Although legit and simple, this approach has a few downsides:

❌ Scattered logic: Rules get embedded across services, controllers, and utilities.

❌ Poor traceability: It’s hard to answer “Why did this payment transition fail?” or “What rule applied?”

❌ Limited diagnostics: No built-in insight into which rule matched or failed.

❌ Hard to test in isolation: Rules are often coupled to state and environment.

❌ High change risk: Modifying logic can introduce subtle regressions.

Ultimately, it is very common for engineers to operate large complex services without a clear picture of the business rules behind their entities. This means every change in the business logic requires a deep dive into the codebase, and it is not easy to reason about the impact of a change, or it is not easy to trace the origin of a business rule.

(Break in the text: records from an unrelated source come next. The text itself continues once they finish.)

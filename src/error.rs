//! Unified error type.

use http::StatusCode;
use thiserror::Error;

use crate::constraint::InvalidParameter;

/// The error type returned by restparam's fallible operations.
///
/// Handlers return `Result<_, Error>`; the error converts into a JSON
/// response through [`IntoResponse`](crate::IntoResponse), with the status
/// given by [`Error::status`].
#[derive(Debug, Error)]
pub enum Error {
    /// Binding to a port or accepting a connection failed.
    #[error("io: {0}")]
    Io(#[from] std::io::Error),

    /// A programming error: unknown method, unknown param, bad pattern.
    #[error("{0}")]
    InvalidArgument(String),

    /// The client sent a combination of parameters that cannot be served.
    #[error("{0}")]
    BadRequest(String),

    /// A strict param failed validation.
    #[error(transparent)]
    InvalidParameter(#[from] InvalidParameter),

    /// No route matches the request path.
    #[error("No route found for \"{0}\".")]
    NotFound(String),

    /// The request body could not be decoded.
    #[error("malformed request body: {0}")]
    Body(String),

    #[error("invalid configuration: {0}")]
    Config(String),
}

impl Error {
    pub(crate) fn invalid_argument(message: impl Into<String>) -> Self {
        Self::InvalidArgument(message.into())
    }

    /// HTTP status this error maps to when returned from a handler.
    pub fn status(&self) -> StatusCode {
        match self {
            Self::BadRequest(_) | Self::InvalidParameter(_) | Self::Body(_) => {
                StatusCode::BAD_REQUEST
            }
            Self::NotFound(_) => StatusCode::NOT_FOUND,
            Self::Io(_) | Self::InvalidArgument(_) | Self::Config(_) => {
                StatusCode::INTERNAL_SERVER_ERROR
            }
        }
    }
}
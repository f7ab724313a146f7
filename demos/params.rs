//! Declared, validated request params on a small JSON API.
//!
//! Run with:
//!   RESTPARAM_PARAMETER_MAX_PAGE=99 cargo run --example params
//!
//! Try:
//!   curl 'http://localhost:3000/users?page=2&sort=desc'
//!   curl 'http://localhost:3000/users?page=abc'              # lenient: falls back to 1
//!   curl 'http://localhost:3000/users?sort=sideways'         # strict: 400
//!   curl 'http://localhost:3000/users?page=2&cursor=x'       # incompatible: 400
//!   curl -X POST http://localhost:3000/users \
//!        -H 'content-type: application/json' \
//!        -d '{"name":"alice","tags":{"a":"admin"}}'
//!   curl -F avatar=@cat.jpeg http://localhost:3000/users/42/avatar

use restparam::{
    Config, ControllerClass, ControllerRegistry, DocAnnotationReader, Error, Json, Kernel, Method,
    ParamBag, ParamDeclaration, ParamReader, ParamValue, Request, Router, Server,
};
use serde_json::json;

#[tokio::main]
async fn main() -> Result<(), Error> {
    tracing_subscriber::fmt::init();

    let config = Config::from_env()?.with_parameter("locale", "en");

    let mut registry = ControllerRegistry::new();
    registry.register(
        ControllerClass::new("UserController")
            .param(ParamDeclaration::query("locale").requirements("[a-z]{2}").default("%locale%"))
            .method(
                "list",
                [
                    ParamDeclaration::query("page").requirements(r"\d+").default("1").incompatibles(["cursor"]),
                    ParamDeclaration::query("cursor").nullable(true),
                    ParamDeclaration::query("sort").requirements("asc|desc").strict(true).nullable(true),
                ],
            )
            .method(
                "create",
                [
                    ParamDeclaration::request("name").allow_blank(false),
                    ParamDeclaration::request("tags").map(true).requirements("[a-z]+").nullable(true),
                ],
            )
            .method("avatar", std::iter::empty()),
    );

    // Avatar params come from a doc block instead of registered attributes.
    let annotations = DocAnnotationReader::new().method_doc(
        "UserController",
        "avatar",
        r#"/** @FileParam(name="avatar", image=true, maxSize=1048576) */"#,
    )?;

    let router = Router::new()
        .action(Method::GET, "/users", registry.action("UserController", "list")?, list_users)
        .action(Method::POST, "/users", registry.action("UserController", "create")?, create_user)
        .action(Method::POST, "/users/{id}/avatar", registry.action("UserController", "avatar")?, upload_avatar);

    let server = Server::from_config(&config);
    server
        .serve(Kernel::new(router, ParamReader::with_annotation_reader(annotations), config))
        .await
}

// GET /users
async fn list_users(req: Request) -> Result<Json<ParamBag>, Error> {
    Ok(Json(req.param_fetcher()?.all(None)?))
}

// POST /users
async fn create_user(req: Request) -> Result<Json<serde_json::Value>, Error> {
    let fetcher = req.param_fetcher()?;
    let name = fetcher.get("name", None)?;
    let tags = fetcher.get("tags", None)?;
    Ok(Json(json!({"created": name, "tags": tags, "locale": fetcher.get("locale", None)?})))
}

// POST /users/{id}/avatar
async fn upload_avatar(req: Request) -> Result<Json<serde_json::Value>, Error> {
    let avatar = req.param_fetcher()?.get("avatar", None)?;
    let (name, size) = match &avatar {
        ParamValue::File(file) => (file.client_name().to_owned(), file.size()),
        _ => (String::new(), 0),
    };
    Ok(Json(json!({"user": req.param("id"), "avatar": name, "bytes": size})))
}
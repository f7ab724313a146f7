//! Request kernel: routing, action binding and sub-requests.
//!
//! The kernel is what both the [`Server`](crate::Server) and the in-process
//! [`TestClient`](crate::testing::TestClient) hand requests to. It is a
//! cheap `Arc` handle, so handlers can hold one and issue sub-requests:
//!
//! ```rust,no_run
//! # use restparam::{Error, Json, Method, Request};
//! async fn aggregate(req: Request) -> Result<Json<serde_json::Value>, Error> {
//!     let sub = Request::builder(Method::GET, "/inner").build()?;
//!     let inner = req.kernel()?.handle(sub).await;
//!     Ok(Json(serde_json::from_slice(inner.body()).unwrap_or_default()))
//! }
//! ```

use std::sync::Arc;

use tracing::debug;

use crate::config::{Config, ListenerMode};
use crate::error::Error;
use crate::reader::ParamReader;
use crate::request::Request;
use crate::response::{IntoResponse, Response};
use crate::router::Router;

struct Inner {
    router: Router,
    reader: ParamReader,
    config: Config,
}

#[derive(Clone)]
pub struct Kernel {
    inner: Arc<Inner>,
}

impl Kernel {
    pub fn new(router: Router, reader: ParamReader, config: Config) -> Self {
        Self { inner: Arc::new(Inner { router, reader, config }) }
    }

    pub fn reader(&self) -> &ParamReader { &self.inner.reader }
    pub fn config(&self) -> &Config { &self.inner.config }

    /// Routes `req` and runs its handler. Never fails: routing misses and
    /// handler errors are rendered as responses.
    pub async fn handle(&self, mut req: Request) -> Response {
        let Some(matched) = self.inner.router.lookup(&req.method, req.uri.path()) else {
            debug!(method = %req.method, path = req.uri.path(), "no route");
            return Error::NotFound(req.uri.path().to_owned()).into_response();
        };

        req.params = matched.params;
        if let Some(action) = matched.route.action {
            req.action = Some(action);
        }
        req.kernel = Some(self.clone());

        if self.inner.config.param_fetcher_listener == ListenerMode::Force && req.action.is_some() {
            let fetched = req.param_fetcher().and_then(|fetcher| fetcher.all(None));
            match fetched {
                Ok(values) => req.attributes.extend(values),
                Err(err) => return err.into_response(),
            }
        }

        matched.route.handler.call(req).await
    }
}

impl std::fmt::Debug for Kernel {
    fn fmt(&self, f: &mut std::fmt::Formatter<'_>) -> std::fmt::Result {
        f.debug_struct("Kernel")
            .field("reader", &self.inner.reader)
            .field("config", &self.inner.config)
            .finish_non_exhaustive()
    }
}

#[cfg(test)]
mod tests {
    use super::*;
    use crate::param::ParamDeclaration;
    use crate::reflection::ControllerRegistry;
    use crate::response::Json;
    use http::{Method, StatusCode};

    async fn echo_attributes(req: Request) -> Json<serde_json::Value> {
        Json(serde_json::to_value(req.attributes()).unwrap_or_default())
    }

    fn kernel(mode: ListenerMode) -> Kernel {
        let mut registry = ControllerRegistry::new();
        registry.register(crate::ControllerClass::new("C").method(
            "m",
            [ParamDeclaration::query("page").requirements(r"\d+").default("1").strict(true)],
        ));
        let router = Router::new().action(
            Method::GET,
            "/items",
            registry.action("C", "m").unwrap(),
            echo_attributes,
        );
        Kernel::new(router, ParamReader::new(), Config::default().with_listener(mode))
    }

    #[tokio::test]
    async fn unknown_routes_are_404() {
        let req = Request::builder(Method::GET, "/nope").build().unwrap();
        let response = kernel(ListenerMode::Enabled).handle(req).await;
        assert_eq!(response.status_code(), StatusCode::NOT_FOUND);
    }

    #[tokio::test]
    async fn force_mode_fills_attributes() {
        let req = Request::builder(Method::GET, "/items?page=3").build().unwrap();
        let response = kernel(ListenerMode::Force).handle(req).await;
        assert_eq!(response.body(), br#"{"page":"3"}"#);

        let req = Request::builder(Method::GET, "/items").build().unwrap();
        let response = kernel(ListenerMode::Enabled).handle(req).await;
        assert_eq!(response.body(), b"{}");
    }

    #[tokio::test]
    async fn force_mode_rejects_invalid_params() {
        let req = Request::builder(Method::GET, "/items?page=x").build().unwrap();
        let response = kernel(ListenerMode::Force).handle(req).await;
        assert_eq!(response.status_code(), StatusCode::BAD_REQUEST);
    }
}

There is also the risk of changes in certain portions of the rules to overlap with other rules, leading to unexpected behavior and customer dissatisfaction.

What if we could encode these business rules in a way look like this:

✅ Centralized rules: Business rules are defined in one place using structured, testable constructs.

✅ Declarative API: Rules are expressed as data, not control flow, making them easier to read and change.

✅ Traceability: Rule matches are fully diagnosable allowing introspection into decision outcomes.

✅ Policied evaluation: Choose between several evaluation strategies like First, Unique, Collect or Sum for different business needs.

✅ Boilerplate free and type-safe.

✅ Composable matchers: Clean, reusable, and composable rule conditions like isPresent(), in(...), gt(...), etc.

LibEntity-Decision

LibEntity Decision is part of LibEntity framework. A work in progress in the fields of metamodels for aggregates and business rules. From the doc:

LibEntity is a powerful (and fun!) Java library for building type-safe, state-driven business entities with validation and action handling. It provides a clean, expressive DSL for defining entities, their states, fields, and actions. It’s like Spring Boot for your business rules, but with more good vibes and less boilerplate!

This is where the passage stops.